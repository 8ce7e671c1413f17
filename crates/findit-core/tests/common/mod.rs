//! Shared fakes for pipeline tests
//!
//! Fabricate scenes, frames, speech, descriptions, and embeddings without
//! touching real codecs or models.

use std::path::{Path, PathBuf};
use std::sync::atomic::{AtomicUsize, Ordering};
use std::sync::Arc;
use std::time::Duration;

use async_trait::async_trait;
use findit_core::providers::{
    ClipDescription, DetectedLanguage, EmbeddingProvider, MediaService, SttProvider,
    TranscriptSegment, VisionProvider,
};
use findit_core::{FindItError, IndexerDeps, NetworkMonitor, RateLimiter, RateLimiterConfig};
use findit_media::{MediaError, MediaType, ProbeResult, SceneDetectConfig, SceneSpan};

/// Media service that fabricates fixed-length scenes and writes stub JPEGs
pub struct FakeMedia {
    pub duration: f64,
    pub scene_len: f64,
    pub has_audio: bool,
}

impl FakeMedia {
    pub fn new(duration: f64, scene_len: f64) -> Self {
        Self {
            duration,
            scene_len,
            has_audio: true,
        }
    }
}

#[async_trait]
impl MediaService for FakeMedia {
    async fn probe(&self, _path: &Path) -> findit_media::Result<ProbeResult> {
        Ok(ProbeResult {
            score: 90,
            media_type: MediaType::Video,
            container: "mp4".to_string(),
            codec: "h264".to_string(),
            duration: Some(self.duration),
            resolution: Some((1920, 1080)),
            fps: Some(25.0),
            has_audio: self.has_audio,
        })
    }

    async fn detect_scenes(
        &self,
        _path: &Path,
        duration: f64,
        _config: &SceneDetectConfig,
    ) -> findit_media::Result<Vec<SceneSpan>> {
        let mut spans = Vec::new();
        let mut start = 0.0;
        while start < duration {
            let end = (start + self.scene_len).min(duration);
            spans.push(SceneSpan { start, end });
            start = end;
        }
        Ok(spans)
    }

    async fn extract_scene_keyframes(
        &self,
        _path: &Path,
        scenes: &[SceneSpan],
        out_dir: &Path,
        max_frames_per_scene: usize,
        _short_edge: u32,
    ) -> findit_media::Result<Vec<Vec<PathBuf>>> {
        std::fs::create_dir_all(out_dir)?;
        let mut per_scene = Vec::new();
        for (i, _scene) in scenes.iter().enumerate() {
            let mut frames = Vec::new();
            for frame in 0..max_frames_per_scene.max(1).min(2) {
                let path = out_dir.join(format!("scene_{i:03}_frame_{frame:02}.jpg"));
                std::fs::write(&path, b"jpeg")?;
                frames.push(path);
            }
            per_scene.push(frames);
        }
        Ok(per_scene)
    }

    async fn extract_audio(
        &self,
        path: &Path,
        out_path: &Path,
        _sample_rate: u32,
    ) -> findit_media::Result<PathBuf> {
        if !self.has_audio {
            return Err(MediaError::NoAudioStream(path.to_path_buf()));
        }
        std::fs::write(out_path, b"wav")?;
        Ok(out_path.to_path_buf())
    }

    async fn extract_audio_range(
        &self,
        path: &Path,
        out_path: &Path,
        _sample_rate: u32,
        _start: f64,
        _duration: f64,
    ) -> findit_media::Result<PathBuf> {
        if !self.has_audio {
            return Err(MediaError::NoAudioStream(path.to_path_buf()));
        }
        std::fs::write(out_path, b"wav")?;
        Ok(out_path.to_path_buf())
    }
}

/// One segment per ten seconds of timeline, English, high confidence
pub struct FakeStt {
    pub duration: f64,
}

#[async_trait]
impl SttProvider for FakeStt {
    async fn transcribe(
        &self,
        _audio_path: &Path,
        _language_hint: Option<&str>,
    ) -> findit_core::Result<Vec<TranscriptSegment>> {
        let mut segments = Vec::new();
        let mut index = 0;
        let mut start = 0.0;
        while start < self.duration {
            segments.push(TranscriptSegment {
                index,
                start,
                end: start + 5.0,
                text: format!("spoken words number {index}"),
            });
            index += 1;
            start += 10.0;
        }
        Ok(segments)
    }

    async fn detect_language(&self, _audio_path: &Path) -> findit_core::Result<DetectedLanguage> {
        Ok(DetectedLanguage {
            language: "en".to_string(),
            confidence: 0.92,
        })
    }
}

/// Counts calls; optionally reports cancellation after N descriptions
pub struct FakeVision {
    pub calls: AtomicUsize,
    pub cancel_after: Option<usize>,
}

impl FakeVision {
    pub fn new() -> Self {
        Self {
            calls: AtomicUsize::new(0),
            cancel_after: None,
        }
    }

    pub fn cancelling_after(n: usize) -> Self {
        Self {
            calls: AtomicUsize::new(0),
            cancel_after: Some(n),
        }
    }
}

#[async_trait]
impl VisionProvider for FakeVision {
    async fn describe(&self, _image_paths: &[PathBuf]) -> findit_core::Result<ClipDescription> {
        let call = self.calls.fetch_add(1, Ordering::SeqCst) + 1;
        if let Some(limit) = self.cancel_after {
            if call > limit {
                return Err(FindItError::Cancelled);
            }
        }
        Ok(ClipDescription {
            scene: format!("scene {call}"),
            subjects: vec!["kayaker".to_string()],
            actions: vec!["paddling".to_string()],
            objects: vec!["kayak".to_string(), "river".to_string()],
            mood: "calm".to_string(),
            shot_type: "wide".to_string(),
            lighting: "daylight".to_string(),
            colors: "green, blue".to_string(),
            description: format!("a kayaker paddling, call {call}"),
            tags: vec!["kayak".to_string(), "river".to_string()],
        })
    }
}

/// Deterministic eight-dimensional text embedding
pub struct FakeEmbedder;

#[async_trait]
impl EmbeddingProvider for FakeEmbedder {
    async fn embed(&self, text: &str) -> findit_core::Result<Vec<f32>> {
        let mut v = vec![0.0f32; 8];
        for (i, b) in text.bytes().enumerate() {
            v[i % 8] += f32::from(b) / 255.0;
        }
        Ok(v)
    }

    fn dimensions(&self) -> usize {
        8
    }

    fn is_available(&self) -> bool {
        true
    }

    fn name(&self) -> &str {
        "fake-embedder"
    }
}

/// Opt-in log output for debugging failing pipeline tests (`RUST_LOG=debug`)
#[allow(dead_code)]
pub fn init_tracing() {
    if let Ok(filter) = tracing_subscriber::EnvFilter::try_from_default_env() {
        let _ = tracing_subscriber::fmt().with_env_filter(filter).try_init();
    }
}

/// Deps wired entirely to fakes
pub fn fake_deps(
    media: Arc<dyn MediaService>,
    stt: Option<Arc<dyn SttProvider>>,
    vision: Option<Arc<dyn VisionProvider>>,
    embedder: Option<Arc<dyn EmbeddingProvider>>,
) -> IndexerDeps {
    IndexerDeps {
        media,
        stt,
        vision,
        embedder,
        rate_limiter: Arc::new(RateLimiter::new(RateLimiterConfig::new(
            10_000,
            Duration::from_secs(60),
        ))),
        network: Arc::new(NetworkMonitor::new()),
    }
}
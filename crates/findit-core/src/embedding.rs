//! Embedding blob codec and text composition
//!
//! Embeddings persist as little-endian packed IEEE-754 f32, L2-normalized;
//! the paired `embedding_model` column names the producer.

use crate::error::{FindItError, Result};
use crate::model::Clip;

/// Pack an f32 vector into the storage blob form
pub fn encode_embedding(values: &[f32]) -> Vec<u8> {
    values.iter().flat_map(|f| f.to_le_bytes()).collect()
}

/// Unpack a storage blob; length must be a multiple of four
pub fn decode_embedding(blob: &[u8]) -> Result<Vec<f32>> {
    if blob.len() % 4 != 0 {
        return Err(FindItError::InvalidData(format!(
            "embedding blob length {} is not a multiple of 4",
            blob.len()
        )));
    }
    Ok(blob
        .chunks_exact(4)
        .map(|chunk| f32::from_le_bytes([chunk[0], chunk[1], chunk[2], chunk[3]]))
        .collect())
}

/// Scale a vector to unit L2 norm; zero vectors are left unchanged
pub fn l2_normalize(values: &mut [f32]) {
    let norm: f32 = values.iter().map(|v| v * v).sum::<f32>().sqrt();
    if norm > f32::EPSILON {
        for v in values.iter_mut() {
            *v /= norm;
        }
    }
}

/// Compose the text a clip is embedded from
///
/// Newline-joins the non-empty fields in order: scene, description,
/// transcript, tags (", "-joined), user_tags (", "-joined). An empty result
/// means the clip is unembeddable this round.
pub fn compose_embedding_text(clip: &Clip) -> String {
    let tags = clip.tags.join(", ");
    let user_tags = clip.user_tags.join(", ");
    let parts = [
        clip.scene.as_str(),
        clip.description.as_str(),
        clip.transcript.as_str(),
        tags.as_str(),
        user_tags.as_str(),
    ];
    parts
        .iter()
        .map(|p| p.trim())
        .filter(|p| !p.is_empty())
        .collect::<Vec<_>>()
        .join("\n")
        .trim()
        .to_string()
}

#[cfg(test)]
mod tests {
    use super::*;

    #[test]
    fn test_blob_round_trip() {
        let values = vec![0.5_f32, -1.25, 3.0];
        let blob = encode_embedding(&values);
        assert_eq!(blob.len() % 4, 0);
        assert_eq!(decode_embedding(&blob).unwrap(), values);
    }

    #[test]
    fn test_decode_rejects_ragged_blob() {
        assert!(decode_embedding(&[1, 2, 3]).is_err());
    }

    #[test]
    fn test_l2_normalize() {
        let mut v = vec![3.0_f32, 4.0];
        l2_normalize(&mut v);
        let norm: f32 = v.iter().map(|x| x * x).sum::<f32>().sqrt();
        assert!((norm - 1.0).abs() < 1e-3);

        let mut zero = vec![0.0_f32; 4];
        l2_normalize(&mut zero);
        assert_eq!(zero, vec![0.0; 4]);
    }

    #[test]
    fn test_compose_text_order_and_skips() {
        let clip = Clip {
            scene: "harbor at dawn".to_string(),
            description: String::new(),
            transcript: "boats leaving".to_string(),
            tags: vec!["harbor".to_string(), "dawn".to_string()],
            user_tags: Vec::new(),
            ..Default::default()
        };
        assert_eq!(
            compose_embedding_text(&clip),
            "harbor at dawn\nboats leaving\nharbor, dawn"
        );
    }

    #[test]
    fn test_compose_text_empty_clip() {
        assert_eq!(compose_embedding_text(&Clip::default()), "");
    }
}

+===+

Exercise goal:
Retype only the lines running from the top of the listing to the line that holds "use std::sync::Arc;", both ends included.

Solution:
repository 8ce7e671c1413f17
filename crates/findit-core/tests/common/mod.rs
//! Shared fakes for pipeline tests
//!
//! Fabricate scenes, frames, speech, descriptions, and embeddings without
//! touching real codecs or models.

use std::path::{Path, PathBuf};
use std::sync::atomic::{AtomicUsize, Ordering};
use std::sync::Arc;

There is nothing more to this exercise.